Dei 300.000 euro necessari per portare a casa il “Ritratto di uomo in armi”, 100.000 saranno messi a disposizione dal Comune, attinti dalle risorse del bilancio in attivo della stessa mostra di Canova. Che bella cosa: Canova for Jacopo.
Altri 100.000 saranno erogati “da un importante partner” su cui al momento non vengono forniti ulteriori dettagli.
I rimanenti 100.000 euro saranno invece garantiti dall’ulteriore partecipazione di sponsor privati e la priorità per essere protagonisti della partita viene proposta agli stessi erogatori liberali che hanno contribuito al successo della mostra di Canova.
A questi, invitati e presenti in sala per la proiezione del documentario canoviano, si rivolge il convincente verbo di Gianni Posocco.
L’uomo dei gemellaggi, del patto di amicizia con Mostar, delle Arti per Via e di mille altre cose spiega agli erogatori che contribuendo alla mostra di Canova hanno reso possibile un evento straordinario ma temporaneo, mentre dando il loro contributo in quota parte per l’acquisto del dipinto favoriranno l’acquisizione di un’opera che rimarrà in Museo Civico per sempre.
Ricorda inoltre che analogamente a quanto fatto per “Io, Canova”, la partecipazione economica all’operazione godrà dello strumento dell’Art Bonus con il recupero fiscale del 65%, in forma di credito di imposta, della somma erogata.
Poi Mister Mostar prende idealmente il pallottoliere e divide la somma di 100.000 euro per il numero delle aziende sponsor della mostra canoviana, benefici fiscali compresi: fanno 6000 euro a testa. “Questo è il prezzo della vostra immortalità”, scherza Posocco in veste di bravo promotore.

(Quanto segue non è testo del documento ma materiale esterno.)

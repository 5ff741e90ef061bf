//! TUI application state
//!
//! Pure data structures for the TUI. No rendering logic here. The task
//! list itself lives in the TaskStore; this module only adds view-side
//! state (mode, search text, selection, expansion).

use crate::domain::TaskId;
use crate::store::TaskStore;

/// Interaction mode (modal)
#[derive(Debug, Clone, PartialEq, Eq, Default)]
pub enum InteractionMode {
    /// Normal navigation mode
    #[default]
    Normal,
    /// Editing the pending-input text (a/n or e keys)
    Input,
    /// Live search mode (/ key)
    Search,
    /// Help overlay
    Help,
}

/// Selection state for the task list
#[derive(Debug, Default, Clone)]
pub struct SelectionState {
    pub selected_index: usize,
}

impl SelectionState {
    pub fn select_next(&mut self, max_items: usize) {
        if max_items > 0 && self.selected_index < max_items - 1 {
            self.selected_index += 1;
        }
    }

    pub fn select_prev(&mut self) {
        if self.selected_index > 0 {
            self.selected_index -= 1;
        }
    }

    pub fn select_first(&mut self) {
        self.selected_index = 0;
    }

    pub fn select_last(&mut self, max_items: usize) {
        if max_items > 0 {
            self.selected_index = max_items - 1;
        }
    }

    /// Ensure selection is within bounds
    pub fn clamp(&mut self, max_items: usize) {
        if max_items == 0 {
            self.selected_index = 0;
        } else if self.selected_index >= max_items {
            self.selected_index = max_items - 1;
        }
    }
}

/// Main TUI application state
#[derive(Debug, Default)]
pub struct AppState {
    /// The task store; all list mutation goes through it
    pub store: TaskStore,
    /// Current interaction mode
    pub interaction_mode: InteractionMode,
    /// Current search text (live filter on titles)
    pub search_text: String,
    /// "Show Finished" filter: when true, only completed tasks are listed
    pub show_finished: bool,
    /// Task with its detail pane expanded, if any
    pub expanded: Option<TaskId>,
    /// Selection within the visible list
    pub selection: SelectionState,
    /// Should the app quit
    pub should_quit: bool,
}

impl AppState {
    /// Create state around an already-loaded store
    pub fn new(store: TaskStore, show_finished: bool) -> Self {
        Self {
            store,
            show_finished,
            ..Self::default()
        }
    }

    /// Tasks currently visible: search filter then completion filter,
    /// in list order
    pub fn visible_tasks(&self) -> Vec<&crate::domain::Task> {
        self.store.visible_tasks(&self.search_text, self.show_finished)
    }

    /// Number of visible tasks
    pub fn visible_count(&self) -> usize {
        self.visible_tasks().len()
    }

    /// Id of the currently selected visible task
    pub fn selected_task_id(&self) -> Option<TaskId> {
        self.visible_tasks().get(self.selection.selected_index).map(|t| t.id)
    }

    /// Expand the given task, or collapse it if already expanded
    pub fn toggle_expand(&mut self, id: TaskId) {
        if self.expanded == Some(id) {
            self.expanded = None;
        } else {
            self.expanded = Some(id);
        }
    }

    /// Drop stale view state after a mutation: clamp the selection to
    /// the visible list and collapse the detail pane if its task is gone
    pub fn sync_after_mutation(&mut self) {
        let count = self.visible_count();
        self.selection.clamp(count);
        if let Some(id) = self.expanded
            && self.store.get(id).is_none()
        {
            self.expanded = None;
        }
    }

    /// Whether validation feedback should be rendered under the input bar
    pub fn show_feedback(&self) -> bool {
        self.store.attempted_add() && self.store.validation_error().is_some()
    }
}

#[cfg(test)]
mod tests {
    use super::*;
    use crate::domain::Task;

    fn state_with(titles: &[&str]) -> AppState {
        let store = TaskStore::from_tasks(titles.iter().copied().map(Task::new).collect());
        AppState::new(store, false)
    }

    #[test]
    fn test_selection_state_navigation() {
        let mut selection = SelectionState::default();

        selection.select_next(10);
        assert_eq!(selection.selected_index, 1);

        selection.select_prev();
        assert_eq!(selection.selected_index, 0);

        // Can't go below 0
        selection.select_prev();
        assert_eq!(selection.selected_index, 0);

        selection.select_last(10);
        assert_eq!(selection.selected_index, 9);

        // Can't go past end
        selection.select_next(10);
        assert_eq!(selection.selected_index, 9);
    }

    #[test]
    fn test_visible_tasks_search_filter() {
        let mut state = state_with(&["Buy milk", "clean house"]);
        state.search_text = "mil".to_string();

        let visible = state.visible_tasks();
        assert_eq!(visible.len(), 1);
        assert_eq!(visible[0].title, "Buy milk");
    }

    #[test]
    fn test_visible_tasks_show_finished() {
        let mut state = state_with(&["Buy milk", "clean house"]);
        let id = state.store.tasks()[0].id;
        state.store.toggle_completed(id);
        state.show_finished = true;

        let visible = state.visible_tasks();
        assert_eq!(visible.len(), 1);
        assert_eq!(visible[0].title, "Buy milk");
    }

    #[test]
    fn test_toggle_expand() {
        let mut state = state_with(&["Buy milk"]);
        let id = state.store.tasks()[0].id;

        state.toggle_expand(id);
        assert_eq!(state.expanded, Some(id));

        state.toggle_expand(id);
        assert_eq!(state.expanded, None);
    }

    #[test]
    fn test_sync_after_mutation_clamps_selection() {
        let mut state = state_with(&["Buy milk", "clean house"]);
        state.selection.select_last(2);

        let id = state.store.tasks()[1].id;
        state.expanded = Some(id);
        state.store.delete_task(id);
        state.sync_after_mutation();

        assert_eq!(state.selection.selected_index, 0);
        assert_eq!(state.expanded, None);
    }
}
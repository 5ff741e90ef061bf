//! Task identifiers
//!
//! Opaque UUID v4 ids, assigned once at creation and never reused.
//! List uniqueness follows from the generator.

use serde::{Deserialize, Serialize};
use uuid::Uuid;

/// Unique identifier for a [`Task`](super::Task)
#[derive(Debug, Clone, Copy, PartialEq, Eq, Hash, Serialize, Deserialize)]
#[serde(transparent)]
pub struct TaskId(Uuid);

impl TaskId {
    /// Generate a fresh random id
    pub fn new() -> Self {
        Self(Uuid::new_v4())
    }

    /// Get the underlying UUID
    pub fn as_uuid(&self) -> &Uuid {
        &self.0
    }
}

impl Default for TaskId {
    fn default() -> Self {
        Self::new()
    }
}

impl std::fmt::Display for TaskId {
    fn fmt(&self, f: &mut std::fmt::Formatter<'_>) -> std::fmt::Result {
        write!(f, "{}", self.0)
    }
}

impl From<Uuid> for TaskId {
    fn from(uuid: Uuid) -> Self {
        Self(uuid)
    }
}

impl std::str::FromStr for TaskId {
    type Err = uuid::Error;

    fn from_str(s: &str) -> Result<Self, Self::Err> {
        Ok(Self(Uuid::parse_str(s)?))
    }
}

#[cfg(test)]
mod tests {
    use super::*;

    #[test]
    fn test_ids_are_unique() {
        let a = TaskId::new();
        let b = TaskId::new();
        assert_ne!(a, b);
    }

    #[test]
    fn test_display_round_trip() {
        let id = TaskId::new();
        let parsed: TaskId = id.to_string().parse().unwrap();
        assert_eq!(id, parsed);
    }

    #[test]
    fn test_serde_is_bare_string() {
        let id = TaskId::new();
        let json = serde_json::to_string(&id).unwrap();
        assert_eq!(json, format!("\"{}\"", id));

        let back: TaskId = serde_json::from_str(&json).unwrap();
        assert_eq!(id, back);
    }
}
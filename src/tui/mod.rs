//! Terminal User Interface for TaskMate
//!
//! A single-screen to-do list view:
//! - Task list with completion markers and vim-style navigation
//! - Add-input bar with inline validation feedback
//! - Live title search (/) and a Show Finished filter (f)
//! - Expandable per-task detail pane
//!
//! The view never mutates the list directly; every key press maps to a
//! TaskStore operation and the next frame renders the store's state.

mod app;
mod events;
mod runner;
pub mod state;
mod views;

pub use app::App;
pub use events::{Event, EventHandler};
pub use runner::TuiRunner;
pub use state::{AppState, InteractionMode};

use std::io::{self, Stdout};
use std::time::Duration;

use crossterm::execute;
use crossterm::terminal::{EnterAlternateScreen, LeaveAlternateScreen, disable_raw_mode, enable_raw_mode};
use eyre::Result;
use ratatui::Terminal;
use ratatui::backend::CrosstermBackend;

use crate::store::TaskStore;

/// Terminal type alias
pub type Tui = Terminal<CrosstermBackend<Stdout>>;

/// Initialize the terminal for TUI mode
pub fn init() -> Result<Tui> {
    enable_raw_mode()?;
    let mut stdout = io::stdout();
    execute!(stdout, EnterAlternateScreen)?;
    let backend = CrosstermBackend::new(stdout);
    let terminal = Terminal::new(backend)?;
    Ok(terminal)
}

/// Restore the terminal to normal mode
pub fn restore() -> Result<()> {
    disable_raw_mode()?;
    execute!(io::stdout(), LeaveAlternateScreen)?;
    Ok(())
}

/// Run the TUI over an already-loaded store
pub async fn run(store: TaskStore, show_finished: bool, tick_rate: Duration) -> Result<()> {
    let terminal = init()?;

    // Use a guard to ensure terminal is restored even on early return/error
    struct TerminalGuard;
    impl Drop for TerminalGuard {
        fn drop(&mut self) {
            let _ = restore();
        }
    }
    let _guard = TerminalGuard;

    let app = App::new(store, show_finished);
    let mut runner = TuiRunner::new(terminal, app, tick_rate);
    runner.run().await
}

#[cfg(test)]
mod tests {
    use super::*;

    #[test]
    fn test_module_exports() {
        // Verify that all public types are accessible
        let _: fn() -> AppState = AppState::default;
        let _app = App::new(TaskStore::new(), false);
    }
}
//! The Task record
//!
//! Field names on the wire match the static resource shape consumed at
//! startup: `id`, `todo`, `description`, `date`, `isCompleted`.

use chrono::{DateTime, Utc};
use serde::{Deserialize, Serialize};

use super::id::TaskId;

/// A single to-do entry
#[derive(Debug, Clone, PartialEq, Serialize, Deserialize)]
pub struct Task {
    /// Unique identifier, assigned at creation, immutable
    pub id: TaskId,

    /// Human-readable title
    #[serde(rename = "todo")]
    pub title: String,

    /// Free-text detail shown in the expanded view
    #[serde(default)]
    pub description: String,

    /// Creation timestamp; not touched by later edits
    #[serde(rename = "date")]
    pub created_at: DateTime<Utc>,

    /// Completion flag
    #[serde(rename = "isCompleted", default)]
    pub is_completed: bool,
}

impl Task {
    /// Create a new Task with a fresh id, empty description, and the
    /// current timestamp
    pub fn new(title: impl Into<String>) -> Self {
        Self {
            id: TaskId::new(),
            title: title.into(),
            description: String::new(),
            created_at: Utc::now(),
            is_completed: false,
        }
    }

    /// Set the description
    pub fn with_description(mut self, description: impl Into<String>) -> Self {
        self.description = description.into();
        self
    }

    /// Flip the completion flag
    pub fn toggle(&mut self) {
        self.is_completed = !self.is_completed;
    }

    /// Case-insensitive substring match against the title.
    /// An empty query matches every task.
    pub fn matches_search(&self, query: &str) -> bool {
        self.title.to_lowercase().contains(&query.to_lowercase())
    }
}

#[cfg(test)]
mod tests {
    use super::*;

    #[test]
    fn test_task_new_defaults() {
        let task = Task::new("Buy milk");
        assert_eq!(task.title, "Buy milk");
        assert!(task.description.is_empty());
        assert!(!task.is_completed);
    }

    #[test]
    fn test_task_toggle() {
        let mut task = Task::new("Buy milk");
        task.toggle();
        assert!(task.is_completed);
        task.toggle();
        assert!(!task.is_completed);
    }

    #[test]
    fn test_matches_search_case_insensitive() {
        let task = Task::new("Buy milk");
        assert!(task.matches_search("MIL"));
        assert!(task.matches_search("buy"));
        assert!(!task.matches_search("house"));
    }

    #[test]
    fn test_matches_search_empty_query() {
        let task = Task::new("Buy milk");
        assert!(task.matches_search(""));
    }

    #[test]
    fn test_serde_wire_shape() {
        let task = Task::new("Write tests").with_description("unit and integration");
        let json = serde_json::to_value(&task).unwrap();

        assert!(json.get("todo").is_some());
        assert!(json.get("date").is_some());
        assert!(json.get("isCompleted").is_some());
        assert!(json.get("title").is_none());

        let back: Task = serde_json::from_value(json).unwrap();
        assert_eq!(back.id, task.id);
        assert_eq!(back.title, "Write tests");
        assert_eq!(back.description, "unit and integration");
    }

    #[test]
    fn test_deserialize_minimal_record() {
        // description and isCompleted are optional in the source file
        let json = r#"{
            "id": "7f2c43a0-5b1a-4b6e-9a6a-2f8f6f8a9b10",
            "todo": "clean house",
            "date": "2024-05-01T12:00:00.000Z"
        }"#;

        let task: Task = serde_json::from_str(json).unwrap();
        assert_eq!(task.title, "clean house");
        assert!(task.description.is_empty());
        assert!(!task.is_completed);
    }
}
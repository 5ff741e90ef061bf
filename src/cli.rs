//! CLI command definitions and subcommands

use clap::{Parser, Subcommand};
use std::path::PathBuf;

/// TaskMate - terminal to-do list manager
#[derive(Parser)]
#[command(
    name = "taskmate",
    about = "Terminal to-do list manager",
    version,
    after_help = "Logs are written to: ~/.local/share/taskmate/logs/taskmate.log"
)]
pub struct Cli {
    /// Path to config file
    #[arg(short, long, global = true, help = "Path to config file")]
    pub config: Option<PathBuf>,

    /// Path to the tasks JSON file (overrides config)
    #[arg(short, long, global = true, help = "Path to the tasks JSON file")]
    pub tasks: Option<PathBuf>,

    /// Enable verbose output
    #[arg(short, long, global = true, help = "Enable verbose output")]
    pub verbose: bool,

    /// Subcommand to execute
    #[command(subcommand)]
    pub command: Option<Command>,
}

/// CLI subcommands
#[derive(Subcommand)]
pub enum Command {
    /// Launch the interactive TUI (default)
    Tui,

    /// Print the loaded task list (read-only)
    List {
        /// Case-insensitive substring filter on titles
        #[arg(short, long, default_value = "")]
        search: String,

        /// Show only completed tasks
        #[arg(long)]
        finished_only: bool,

        /// Output format
        #[arg(short, long, default_value = "text")]
        format: OutputFormat,
    },
}

/// Output format for the list command
#[derive(Clone, Debug, Default)]
pub enum OutputFormat {
    #[default]
    Text,
    Json,
}

impl std::str::FromStr for OutputFormat {
    type Err = String;

    fn from_str(s: &str) -> Result<Self, Self::Err> {
        match s.to_lowercase().as_str() {
            "text" | "plain" => Ok(Self::Text),
            "json" => Ok(Self::Json),
            _ => Err(format!("Unknown format: {}. Use: text or json", s)),
        }
    }
}

impl std::fmt::Display for OutputFormat {
    fn fmt(&self, f: &mut std::fmt::Formatter<'_>) -> std::fmt::Result {
        match self {
            Self::Text => write!(f, "text"),
            Self::Json => write!(f, "json"),
        }
    }
}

E come tutti i bravi promotori che si rispettino, colpisce nel segno: una manifestazione di interesse per l’adesione a 6000 euro arriva infatti seduta stante.
Ordunque, egregi lettori, les jeux sont faits.
In queste settimane uscirà il bando per l’Art Bonus, per consentire l’adesione formale degli erogatori liberali e procedere con la raccolta dei fondi a copertura di un terzo della cifra per l’acquisto.
È interesse dell’amministrazione raggiungere quanto prima la somma necessaria per procedere con l’acquisto dell’opera, attualmente in prestito fino al 10 settembre, dall’attuale proprietà Robilant+Voena affinché a settembre non venga rispedita a Londra ma rimanga definitivamente a Bassano, quale preziosa ciliegina sulla tavolozza del nuovo riallestimento della Sala Dalpontiana del Museo.
La direttrice Guidi aggiunge la panna sulla ciliegina: come nei grandi musei europei, il nuovo Jacopo acquisito verrà affiancato da una tabula gratulatoria con i nomi degli erogatori che hanno permesso l’acquisto.
Pavan-Cabion-Guidi: ritratto di tre donne in armi, determinate a raggiungere lo scopo.